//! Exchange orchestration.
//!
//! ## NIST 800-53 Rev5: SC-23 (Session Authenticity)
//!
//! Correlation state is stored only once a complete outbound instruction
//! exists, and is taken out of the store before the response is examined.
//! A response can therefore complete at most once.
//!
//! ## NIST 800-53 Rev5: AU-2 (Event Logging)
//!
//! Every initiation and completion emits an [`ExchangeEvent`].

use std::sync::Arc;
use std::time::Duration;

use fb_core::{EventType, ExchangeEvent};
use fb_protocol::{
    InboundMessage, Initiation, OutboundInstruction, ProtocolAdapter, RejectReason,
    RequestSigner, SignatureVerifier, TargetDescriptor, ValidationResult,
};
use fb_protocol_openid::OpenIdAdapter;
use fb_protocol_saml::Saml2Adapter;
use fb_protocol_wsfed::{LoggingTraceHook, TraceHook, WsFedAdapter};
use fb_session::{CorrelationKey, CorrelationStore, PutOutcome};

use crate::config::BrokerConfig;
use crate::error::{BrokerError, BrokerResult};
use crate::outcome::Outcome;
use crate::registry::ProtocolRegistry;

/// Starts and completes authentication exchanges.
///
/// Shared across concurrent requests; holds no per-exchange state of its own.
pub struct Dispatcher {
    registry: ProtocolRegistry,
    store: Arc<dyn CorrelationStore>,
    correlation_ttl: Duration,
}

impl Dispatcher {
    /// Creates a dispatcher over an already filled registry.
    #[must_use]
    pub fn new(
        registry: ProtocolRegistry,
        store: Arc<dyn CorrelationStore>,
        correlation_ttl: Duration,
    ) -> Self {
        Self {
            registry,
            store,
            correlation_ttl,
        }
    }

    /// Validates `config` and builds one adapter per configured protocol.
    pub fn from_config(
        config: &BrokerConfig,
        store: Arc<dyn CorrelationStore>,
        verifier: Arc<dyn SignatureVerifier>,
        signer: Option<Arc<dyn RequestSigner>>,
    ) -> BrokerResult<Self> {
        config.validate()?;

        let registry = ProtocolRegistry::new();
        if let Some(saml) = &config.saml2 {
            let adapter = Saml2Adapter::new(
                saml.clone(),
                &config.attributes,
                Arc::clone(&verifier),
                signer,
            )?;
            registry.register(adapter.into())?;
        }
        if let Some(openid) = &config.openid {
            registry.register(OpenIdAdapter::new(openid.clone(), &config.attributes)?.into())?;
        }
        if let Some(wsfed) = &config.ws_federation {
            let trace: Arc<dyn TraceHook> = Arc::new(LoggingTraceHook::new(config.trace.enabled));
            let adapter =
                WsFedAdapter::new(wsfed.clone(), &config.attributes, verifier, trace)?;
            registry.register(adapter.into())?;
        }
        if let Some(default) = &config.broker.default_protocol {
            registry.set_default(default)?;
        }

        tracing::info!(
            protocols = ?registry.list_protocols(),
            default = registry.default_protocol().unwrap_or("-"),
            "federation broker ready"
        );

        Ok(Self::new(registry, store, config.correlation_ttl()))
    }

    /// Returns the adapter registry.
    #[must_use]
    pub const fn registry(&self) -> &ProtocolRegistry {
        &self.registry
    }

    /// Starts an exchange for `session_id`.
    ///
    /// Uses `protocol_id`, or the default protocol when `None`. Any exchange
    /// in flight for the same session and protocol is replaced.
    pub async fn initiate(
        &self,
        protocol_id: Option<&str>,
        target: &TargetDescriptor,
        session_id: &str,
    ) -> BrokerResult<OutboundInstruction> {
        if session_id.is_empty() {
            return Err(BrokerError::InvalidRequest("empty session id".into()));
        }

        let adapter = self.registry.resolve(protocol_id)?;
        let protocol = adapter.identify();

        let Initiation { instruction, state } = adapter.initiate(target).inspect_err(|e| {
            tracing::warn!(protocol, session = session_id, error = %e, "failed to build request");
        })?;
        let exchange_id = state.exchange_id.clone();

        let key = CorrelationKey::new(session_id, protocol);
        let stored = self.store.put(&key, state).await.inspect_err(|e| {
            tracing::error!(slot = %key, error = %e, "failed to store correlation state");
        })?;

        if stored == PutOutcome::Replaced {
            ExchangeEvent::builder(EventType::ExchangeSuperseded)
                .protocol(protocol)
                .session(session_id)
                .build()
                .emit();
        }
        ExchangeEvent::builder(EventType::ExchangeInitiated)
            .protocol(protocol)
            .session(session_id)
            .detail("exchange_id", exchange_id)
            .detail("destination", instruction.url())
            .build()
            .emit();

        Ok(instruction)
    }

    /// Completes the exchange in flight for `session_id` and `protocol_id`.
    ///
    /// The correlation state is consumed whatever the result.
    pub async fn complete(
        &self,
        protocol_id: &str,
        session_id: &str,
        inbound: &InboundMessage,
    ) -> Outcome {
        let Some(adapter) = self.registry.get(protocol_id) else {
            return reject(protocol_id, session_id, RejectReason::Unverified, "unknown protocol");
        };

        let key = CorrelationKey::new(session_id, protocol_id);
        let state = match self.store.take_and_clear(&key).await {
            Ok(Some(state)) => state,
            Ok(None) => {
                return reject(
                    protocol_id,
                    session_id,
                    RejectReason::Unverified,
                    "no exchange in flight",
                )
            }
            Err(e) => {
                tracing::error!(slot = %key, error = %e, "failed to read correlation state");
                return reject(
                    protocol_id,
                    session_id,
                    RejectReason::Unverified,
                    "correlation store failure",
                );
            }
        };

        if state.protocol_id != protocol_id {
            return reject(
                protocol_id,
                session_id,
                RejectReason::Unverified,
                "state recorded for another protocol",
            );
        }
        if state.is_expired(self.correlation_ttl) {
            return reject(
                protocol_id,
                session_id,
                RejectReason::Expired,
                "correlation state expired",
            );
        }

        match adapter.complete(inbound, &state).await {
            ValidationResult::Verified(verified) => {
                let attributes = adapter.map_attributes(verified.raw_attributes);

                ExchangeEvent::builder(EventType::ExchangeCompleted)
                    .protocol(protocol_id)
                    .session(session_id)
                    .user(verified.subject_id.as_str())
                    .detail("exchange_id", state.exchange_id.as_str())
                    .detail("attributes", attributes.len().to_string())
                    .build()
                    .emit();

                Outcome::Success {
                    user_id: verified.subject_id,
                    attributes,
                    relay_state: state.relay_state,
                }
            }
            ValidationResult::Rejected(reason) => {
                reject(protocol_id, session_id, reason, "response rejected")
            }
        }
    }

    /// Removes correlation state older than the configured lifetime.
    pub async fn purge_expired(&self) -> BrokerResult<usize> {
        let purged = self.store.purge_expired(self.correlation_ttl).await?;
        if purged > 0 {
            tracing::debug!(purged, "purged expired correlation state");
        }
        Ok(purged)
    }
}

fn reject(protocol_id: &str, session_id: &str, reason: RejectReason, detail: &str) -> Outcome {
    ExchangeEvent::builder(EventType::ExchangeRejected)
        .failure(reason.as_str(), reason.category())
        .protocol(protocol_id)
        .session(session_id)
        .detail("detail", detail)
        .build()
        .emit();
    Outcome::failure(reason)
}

---

Restate word for word the entries above from the line with "Every initiation and" through the line with "completes authentication exchanges.", inclusive, leaving out everything else.

→ **Answer section**
//! Every initiation and completion emits an [`ExchangeEvent`].

use std::sync::Arc;
use std::time::Duration;

use fb_core::{EventType, ExchangeEvent};
use fb_protocol::{
    InboundMessage, Initiation, OutboundInstruction, ProtocolAdapter, RejectReason,
    RequestSigner, SignatureVerifier, TargetDescriptor, ValidationResult,
};
use fb_protocol_openid::OpenIdAdapter;
use fb_protocol_saml::Saml2Adapter;
use fb_protocol_wsfed::{LoggingTraceHook, TraceHook, WsFedAdapter};
use fb_session::{CorrelationKey, CorrelationStore, PutOutcome};

use crate::config::BrokerConfig;
use crate::error::{BrokerError, BrokerResult};
use crate::outcome::Outcome;
use crate::registry::ProtocolRegistry;

/// Starts and completes authentication exchanges.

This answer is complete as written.